Killing my filtration causes some of my fish to chill out some. Makes them more skittish as well, though.



> by Marconi
> 
> Congrats on the camera...great choice Lots to learn in this thing but you'll grasp it soon enough. Any questions feel free to message moi


Well you helped out with the choice. And I'll message ya soon enough. Trust me. Thanks...


----------



## k7gixxerguy (Jan 12, 2012)

I normally kill my filtration and wavemaker too to get the few microbubbles out of there and slow the fish down.


----------



## cichlid-gal (Apr 27, 2012)

Wow...great photos Iggy. I've been waiting for a new camera. Seems like forever. It will be my Christmas gift.
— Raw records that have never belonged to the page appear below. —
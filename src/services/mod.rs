pub mod auth;
pub mod notify;
pub mod users;
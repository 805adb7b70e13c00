/*
 * Responsibility
 * - Router に紐づける共有コンテキスト (AppState)
 * - Clone 前提で持つ (内部は Arc/Clone cheap)
 */
use std::sync::Arc;

use crate::services::auth::{AuthenticationEngine, PermissionResolver, TokenService};
use crate::services::users::UserService;

#[derive(Clone, Debug)]
pub struct AppState {
    pub engine: Arc<AuthenticationEngine>,
    pub users: Arc<UserService>,
    /// Bearer verification in the auth middleware.
    pub tokens: Arc<TokenService>,
    pub permissions: PermissionResolver,
}

impl AppState {
    pub fn new(
        engine: Arc<AuthenticationEngine>,
        users: Arc<UserService>,
        tokens: Arc<TokenService>,
        permissions: PermissionResolver,
    ) -> Self {
        Self {
            engine,
            users,
            tokens,
            permissions,
        }
    }
}
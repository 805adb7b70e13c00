/*
 * Responsibility
 * - Meaning that the repo layer hands upward
 */
use thiserror::Error;

#[derive(Debug, Error)]
pub enum RepoError {
    #[error("db error")]
    Db(#[from] sqlx::Error),
    #[error("conflict")]
    Conflict,
}

pub type RepoResult<T> = Result<T, RepoError>;

impl RepoError {
    /// Unique-constraint violations become `Conflict`; everything else stays a db error.
    pub fn from_sqlx(e: sqlx::Error) -> Self {
        if let sqlx::Error::Database(dbe) = &e
            && dbe.code().as_deref() == Some("23505")
        {
            return RepoError::Conflict;
        }
        RepoError::Db(e)
    }
}
//! Password hashing and verification (Argon2id, fixed cost).
use argon2::password_hash::{SaltString, rand_core::OsRng};
use argon2::{Algorithm, Argon2, Params, PasswordHash, PasswordVerifier, Version};
use tracing::{error, warn};

use crate::services::auth::error::AuthError;

// Well-formed digest that matches no password. Verified against when the account does not
// exist so that both login failure paths cost the same.
const DUMMY_DIGEST: &str = "$argon2id$v=19$m=19456,t=2,p=1$c29tZXNhbHRzb21lc2FsdA$AAAAAAAAAAAAAAAAAAAAAAAAAAAAAAAAAAAAAAAAAAA";

#[derive(Clone)]
pub struct PasswordHasher {
    argon2: Argon2<'static>,
}

impl std::fmt::Debug for PasswordHasher {
    fn fmt(&self, f: &mut std::fmt::Formatter<'_>) -> std::fmt::Result {
        f.debug_struct("PasswordHasher")
            .field("algorithm", &"argon2id")
            .finish()
    }
}

impl Default for PasswordHasher {
    fn default() -> Self {
        Self::new()
    }
}

impl PasswordHasher {
    /// Argon2id, m = 19 MiB, t = 2, p = 1.
    pub fn new() -> Self {
        Self {
            argon2: Argon2::new(Algorithm::Argon2id, Version::V0x13, Params::default()),
        }
    }

    pub fn hash(&self, plaintext: &str) -> Result<String, AuthError> {
        use argon2::PasswordHasher as _;

        let salt = SaltString::generate(&mut OsRng);
        self.argon2
            .hash_password(plaintext.as_bytes(), &salt)
            .map(|digest| digest.to_string())
            .map_err(|e| {
                error!(error = %e, "failed to hash password");
                AuthError::Hashing
            })
    }

    /// Never fails: a mismatch or an unreadable digest is simply `false`.
    pub fn verify(&self, plaintext: &str, digest: &str) -> bool {
        let parsed = match PasswordHash::new(digest) {
            Ok(parsed) => parsed,
            Err(e) => {
                warn!(error = %e, "stored password digest is malformed");
                return false;
            }
        };

        match self.argon2.verify_password(plaintext.as_bytes(), &parsed) {
            Ok(()) => true,
            Err(argon2::password_hash::Error::Password) => false,
            Err(e) => {
                warn!(error = %e, "password verification failed");
                false
            }
        }
    }

    /// Burn one verification against a digest nobody owns.
    pub fn verify_dummy(&self, plaintext: &str) {
        let _ = self.verify(plaintext, DUMMY_DIGEST);
    }
}

#[cfg(test)]
mod tests {
    use super::*;

    #[test]
    fn hash_is_salted_phc_string() -> Result<(), AuthError> {
        let hasher = PasswordHasher::new();
        let first = hasher.hash("same-password")?;
        let second = hasher.hash("same-password")?;

        assert!(first.starts_with("$argon2id$"));
        assert_ne!(first, second);
        Ok(())
    }

    #[test]
    fn verify_accepts_matching_password() -> Result<(), AuthError> {
        let hasher = PasswordHasher::new();
        let digest = hasher.hash("secret123")?;

        assert!(hasher.verify("secret123", &digest));
        assert!(!hasher.verify("Secret123", &digest));
        assert!(!hasher.verify("", &digest));
        Ok(())
    }

    #[test]
    fn verify_rejects_malformed_digest() {
        let hasher = PasswordHasher::new();
        assert!(!hasher.verify("secret123", "not-a-digest"));
    }

    #[test]
    fn dummy_digest_is_well_formed() {
        assert!(PasswordHash::new(DUMMY_DIGEST).is_ok());
        assert!(!PasswordHasher::new().verify("anything", DUMMY_DIGEST));
    }
}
Still trying to decide which one to get but loving these shots. I was looking at the T4i.


----------



## Filet O Fish (Apr 26, 2012)

Great shots Iggy. Love the Hongi. My only regret about going from Mbuna to Peacocks.

How about testing out a couple of full tanks shots for us?


----------



## Iggy Newcastle (May 15, 2012)

Thanks gal. This camera was essentially a Christmas gift for myself. I never get get anything I want anyways...

Filet: have not been happy with the pics I've got with the full tank, but haven't played with the camera in a few days. Some more Hongi for ya:





And a M. Sp. elongatus chailosi


----------



## NJmomie (Jan 17, 2013)

I really love those shots Iggy!!! OMG I may have to place a special order to Santa for that camera.


----------



## skurj (Oct 30, 2011)

Grats! I got a T3 (non i) for xmas last yr Just came with the basic lens I think its gonna take a macro lens to get the killer shots, but these cameras can do fairly decent shots as is.


----------



## Filet O Fish (Apr 26, 2012)

Filet likey, Iggy


----------